• **RECORDS PROVIDED**:
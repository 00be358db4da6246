//! Error types

use serde_json::Value;
use thiserror::Error;

/// Result type for registry and configuration operations
pub type Result<T, E = Error> = std::result::Result<T, E>;

/// Registry and configuration errors
#[derive(Debug, Error)]
pub enum Error {
    /// Two clients in one configuration share a type name
    #[error("Duplicate client type: {0}")]
    DuplicateClient(String),
    /// No client is registered under this type name
    #[error("Unknown client type: {0}")]
    UnknownClient(String),
    /// Configuration is structurally valid but unusable
    #[error("Invalid configuration: {0}")]
    InvalidConfig(String),
    /// Configuration source could not be loaded
    #[error(transparent)]
    Config(#[from] config::ConfigError),
    /// JSON error
    #[error(transparent)]
    Json(#[from] serde_json::Error),
}

/// Transport-level HTTP errors
#[derive(Debug, Error)]
pub enum HttpError {
    /// Connection error
    #[error("Connection error: {0}")]
    Connection(String),
    /// Request timeout
    #[error("Request timeout")]
    Timeout,
    /// Serialization error
    #[error("Serialization error: {0}")]
    Serialization(String),
    /// Request could not be built from the options
    #[error("Request build error: {0}")]
    Build(String),
    /// Other error
    #[error("{0}")]
    Other(String),
}

impl From<reqwest::Error> for HttpError {
    fn from(err: reqwest::Error) -> Self {
        if err.is_timeout() {
            HttpError::Timeout
        } else if err.is_builder() {
            HttpError::Build(err.to_string())
        } else if err.is_connect() {
            HttpError::Connection(err.to_string())
        } else if err.is_decode() {
            HttpError::Serialization(err.to_string())
        } else {
            HttpError::Other(err.to_string())
        }
    }
}

impl From<serde_json::Error> for HttpError {
    fn from(err: serde_json::Error) -> Self {
        HttpError::Serialization(err.to_string())
    }
}

/// A response with status >= 400, normalized into an error value
///
/// These are expected failures reported by the remote service, as opposed to
/// [`HttpError`] which covers failures to talk to it at all.
#[derive(Debug, Clone, PartialEq, Error)]
#[error("Operational error ({status_code}): {body}")]
pub struct OperationalError {
    /// HTTP status code of the response
    pub status_code: u16,
    /// Response body
    pub body: Value,
}

impl OperationalError {
    /// Always `true`; operational errors are recoverable by the caller
    pub fn is_operational(&self) -> bool {
        true
    }
}

/// Failure of a single dispatched request
#[derive(Debug, Error)]
pub enum RequestError {
    /// The service answered with status >= 400
    #[error(transparent)]
    Operational(#[from] OperationalError),
    /// The request never produced a response
    #[error(transparent)]
    Transport(#[from] HttpError),
}

impl RequestError {
    /// Whether this is an HTTP-level failure rather than a transport failure
    pub fn is_operational(&self) -> bool {
        matches!(self, RequestError::Operational(_))
    }

    /// Response body of an operational error
    pub fn body(&self) -> Option<&Value> {
        match self {
            RequestError::Operational(err) => Some(&err.body),
            RequestError::Transport(_) => None,
        }
    }

    /// Response status code of an operational error
    pub fn status_code(&self) -> Option<u16> {
        match self {
            RequestError::Operational(err) => Some(err.status_code),
            RequestError::Transport(_) => None,
        }
    }
}
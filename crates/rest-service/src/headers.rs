//! Header whitelisting and static header injection

use std::collections::{BTreeMap, BTreeSet};

use crate::config::HeaderEntry;

/// Header name to value mapping
pub type Headers = BTreeMap<String, String>;

/// Header rules of one client type
///
/// Header names are matched ASCII case-insensitively.
#[derive(Debug, Clone, Default, PartialEq, Eq)]
pub struct HeaderPolicy {
    /// Lowercased names allowed through from caller headers
    whitelist: BTreeSet<String>,
    /// Headers added to every request of this client
    static_headers: Headers,
}

impl HeaderPolicy {
    /// Build a policy from the global default names and a client's header entries
    pub fn new<'a, I>(default_headers: I, entries: &[HeaderEntry]) -> Self
    where
        I: IntoIterator<Item = &'a String>,
    {
        let mut policy = Self {
            whitelist: default_headers
                .into_iter()
                .map(|name| name.to_ascii_lowercase())
                .collect(),
            static_headers: Headers::new(),
        };

        for entry in entries {
            match entry {
                HeaderEntry::Name(name) => {
                    policy.whitelist.insert(name.to_ascii_lowercase());
                }
                HeaderEntry::Values(values) => {
                    for (name, value) in values {
                        insert_replacing(&mut policy.static_headers, name, value.to_string());
                    }
                }
            }
        }

        policy
    }

    /// Whether a caller header with this name may be forwarded
    pub fn allows(&self, name: &str) -> bool {
        self.whitelist.contains(&name.to_ascii_lowercase())
    }

    /// Headers injected regardless of the caller
    pub fn static_headers(&self) -> &Headers {
        &self.static_headers
    }

    /// Compute the headers of a client instance
    ///
    /// Caller headers outside the whitelist are dropped; static headers are then
    /// added on top, replacing caller values of the same name. Returns `None` when
    /// nothing remains.
    pub fn merge(&self, caller: Option<&Headers>) -> Option<Headers> {
        let mut merged = Headers::new();

        // names differing only in case collapse to the last one in map order
        for (name, value) in caller.into_iter().flatten() {
            if self.allows(name) {
                insert_replacing(&mut merged, name, value.clone());
            }
        }

        for (name, value) in &self.static_headers {
            insert_replacing(&mut merged, name, value.clone());
        }

        if merged.is_empty() {
            None
        } else {
            Some(merged)
        }
    }
}

/// Insert a header, dropping any existing entry that differs only in case
fn insert_replacing(headers: &mut Headers, name: &str, value: String) {
    headers.retain(|existing, _| !existing.eq_ignore_ascii_case(name));
    headers.insert(name.to_string(), value);
}
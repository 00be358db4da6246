//! REST client instance and request dispatch

use std::sync::Arc;

use serde_json::Value;
use tracing::instrument;

use crate::error::{OperationalError, RequestError};
use crate::headers::Headers;
use crate::options::{Method, RequestOptions, DEFAULT_TIMEOUT_MS};
use crate::transport::Transport;

/// Successful response of a dispatched request
#[derive(Debug, Clone, PartialEq)]
pub struct RestResponse {
    /// HTTP status code, always below 400
    pub status_code: u16,
    /// Response body
    pub body: Value,
}

/// Client bound to one base URL and one header set
#[derive(Debug, Clone)]
pub struct RestClient {
    base_url: String,
    headers: Option<Headers>,
    timeout: u64,
    transport: Arc<dyn Transport>,
}

impl RestClient {
    /// Create a client
    ///
    /// Most callers obtain clients from a [`RestRegistry`](crate::RestRegistry) instead.
    pub fn new(
        base_url: impl Into<String>,
        headers: Option<Headers>,
        transport: Arc<dyn Transport>,
    ) -> Self {
        Self {
            base_url: base_url.into(),
            headers,
            timeout: DEFAULT_TIMEOUT_MS,
            transport,
        }
    }

    /// Override the request timeout, in milliseconds
    pub fn with_timeout(mut self, timeout: u64) -> Self {
        self.timeout = timeout;
        self
    }

    /// Base URL prepended to request paths
    pub fn base_url(&self) -> &str {
        &self.base_url
    }

    /// Headers sent with every request, if any
    pub fn headers(&self) -> Option<&Headers> {
        self.headers.as_ref()
    }

    /// Request timeout in milliseconds
    pub fn timeout(&self) -> u64 {
        self.timeout
    }

    /// Build the options a request for `path` would be sent with
    ///
    /// `body` is sent as JSON, unless it is an object with a `formData` key, in
    /// which case that value becomes the multipart fields.
    pub fn get_options(&self, path: &str, method: Method, body: Option<Value>) -> RequestOptions {
        RequestOptions::build(
            &self.base_url,
            path,
            method,
            body,
            self.headers.clone(),
            self.timeout,
        )
    }

    /// GET `path`
    pub async fn get(&self, path: &str) -> Result<RestResponse, RequestError> {
        self.request(Method::Get, path, None).await
    }

    /// DELETE `path`
    pub async fn delete(&self, path: &str) -> Result<RestResponse, RequestError> {
        self.request(Method::Delete, path, None).await
    }

    /// POST `body` to `path`
    pub async fn post(&self, path: &str, body: Option<Value>) -> Result<RestResponse, RequestError> {
        self.request(Method::Post, path, body).await
    }

    /// PUT `body` to `path`
    pub async fn put(&self, path: &str, body: Option<Value>) -> Result<RestResponse, RequestError> {
        self.request(Method::Put, path, body).await
    }

    /// PATCH `body` to `path`
    pub async fn patch(
        &self,
        path: &str,
        body: Option<Value>,
    ) -> Result<RestResponse, RequestError> {
        self.request(Method::Patch, path, body).await
    }

    /// Send one request and normalize the outcome
    ///
    /// A status of 400 or above is returned as [`RequestError::Operational`];
    /// transport failures are passed through as [`RequestError::Transport`].
    #[instrument(skip(self, body), fields(base_url = %self.base_url))]
    pub async fn request(
        &self,
        method: Method,
        path: &str,
        body: Option<Value>,
    ) -> Result<RestResponse, RequestError> {
        let options = self.get_options(path, method, body);
        tracing::debug!("Sending {} request to {}", options.method, options.url);

        let response = self.transport.request(&options).await?;

        if response.is_error() {
            tracing::warn!(
                "Request {} {} failed with status {}",
                options.method,
                options.url,
                response.status_code
            );
            return Err(OperationalError {
                status_code: response.status_code,
                body: response.body,
            }
            .into());
        }

        Ok(RestResponse {
            status_code: response.status_code,
            body: response.body,
        })
    }
}
//! Request options

use std::fmt;
use std::str::FromStr;

use serde::{Deserialize, Serialize};
use serde_json::Value;

use crate::headers::Headers;

/// Timeout applied to every request unless a client overrides it, in milliseconds
pub const DEFAULT_TIMEOUT_MS: u64 = 10_000;

/// Key marking a body as multipart form data
pub const FORM_DATA_KEY: &str = "formData";

/// HTTP method
#[derive(Debug, Clone, Copy, PartialEq, Eq, Hash, Serialize, Deserialize)]
#[serde(rename_all = "lowercase")]
pub enum Method {
    /// GET
    Get,
    /// POST
    Post,
    /// PUT
    Put,
    /// PATCH
    Patch,
    /// DELETE
    Delete,
    /// HEAD
    Head,
    /// OPTIONS
    Options,
}

impl Method {
    /// Lowercase method name
    pub fn as_str(&self) -> &'static str {
        match self {
            Method::Get => "get",
            Method::Post => "post",
            Method::Put => "put",
            Method::Patch => "patch",
            Method::Delete => "delete",
            Method::Head => "head",
            Method::Options => "options",
        }
    }
}

impl fmt::Display for Method {
    fn fmt(&self, f: &mut fmt::Formatter<'_>) -> fmt::Result {
        write!(f, "{}", self.as_str())
    }
}

impl FromStr for Method {
    type Err = String;

    fn from_str(s: &str) -> Result<Self, Self::Err> {
        match s.to_lowercase().as_str() {
            "get" => Ok(Method::Get),
            "post" => Ok(Method::Post),
            "put" => Ok(Method::Put),
            "patch" => Ok(Method::Patch),
            "delete" => Ok(Method::Delete),
            "head" => Ok(Method::Head),
            "options" => Ok(Method::Options),
            _ => Err(format!("Unknown HTTP method: {}", s)),
        }
    }
}

impl From<Method> for reqwest::Method {
    fn from(method: Method) -> Self {
        match method {
            Method::Get => reqwest::Method::GET,
            Method::Post => reqwest::Method::POST,
            Method::Put => reqwest::Method::PUT,
            Method::Patch => reqwest::Method::PATCH,
            Method::Delete => reqwest::Method::DELETE,
            Method::Head => reqwest::Method::HEAD,
            Method::Options => reqwest::Method::OPTIONS,
        }
    }
}

/// Everything the transport needs to perform one request
///
/// Serializes to `{url, method, json?, timeout, body?, formData?, headers?}`, with
/// absent fields omitted rather than written as `null`.
#[derive(Debug, Clone, PartialEq, Serialize, Deserialize)]
#[serde(rename_all = "camelCase")]
pub struct RequestOptions {
    /// Absolute request URL
    pub url: String,
    /// HTTP method
    pub method: Method,
    /// Whether the body is sent and the response read as JSON; unset for multipart
    #[serde(default, skip_serializing_if = "Option::is_none")]
    pub json: Option<bool>,
    /// Request timeout in milliseconds
    pub timeout: u64,
    /// JSON request body
    #[serde(default, skip_serializing_if = "Option::is_none")]
    pub body: Option<Value>,
    /// Multipart form fields
    #[serde(default, skip_serializing_if = "Option::is_none")]
    pub form_data: Option<Value>,
    /// Outgoing headers
    #[serde(default, skip_serializing_if = "Option::is_none")]
    pub headers: Option<Headers>,
}

impl RequestOptions {
    /// Build options for `method` on `base_url` + `path`
    ///
    /// A `body` that is an object carrying a `formData` key produces a multipart request
    /// with that nested value as its fields; any other body is sent as JSON.
    pub fn build(
        base_url: &str,
        path: &str,
        method: Method,
        body: Option<Value>,
        headers: Option<Headers>,
        timeout: u64,
    ) -> Self {
        let mut options = Self {
            url: format!("{}{}", base_url, path),
            method,
            json: None,
            timeout,
            body: None,
            form_data: None,
            headers,
        };

        match body {
            Some(Value::Object(mut fields)) if fields.contains_key(FORM_DATA_KEY) => {
                options.form_data = fields.remove(FORM_DATA_KEY);
            }
            body => {
                options.json = Some(true);
                options.body = body;
            }
        }

        options
    }

    /// Whether this is a multipart request
    pub fn is_multipart(&self) -> bool {
        self.form_data.is_some()
    }
}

• **TASK DIRECTIONS**: How many lines of the material contain the string "entries"? Answer with that number alone.

• **ANSWER SECTION**: 3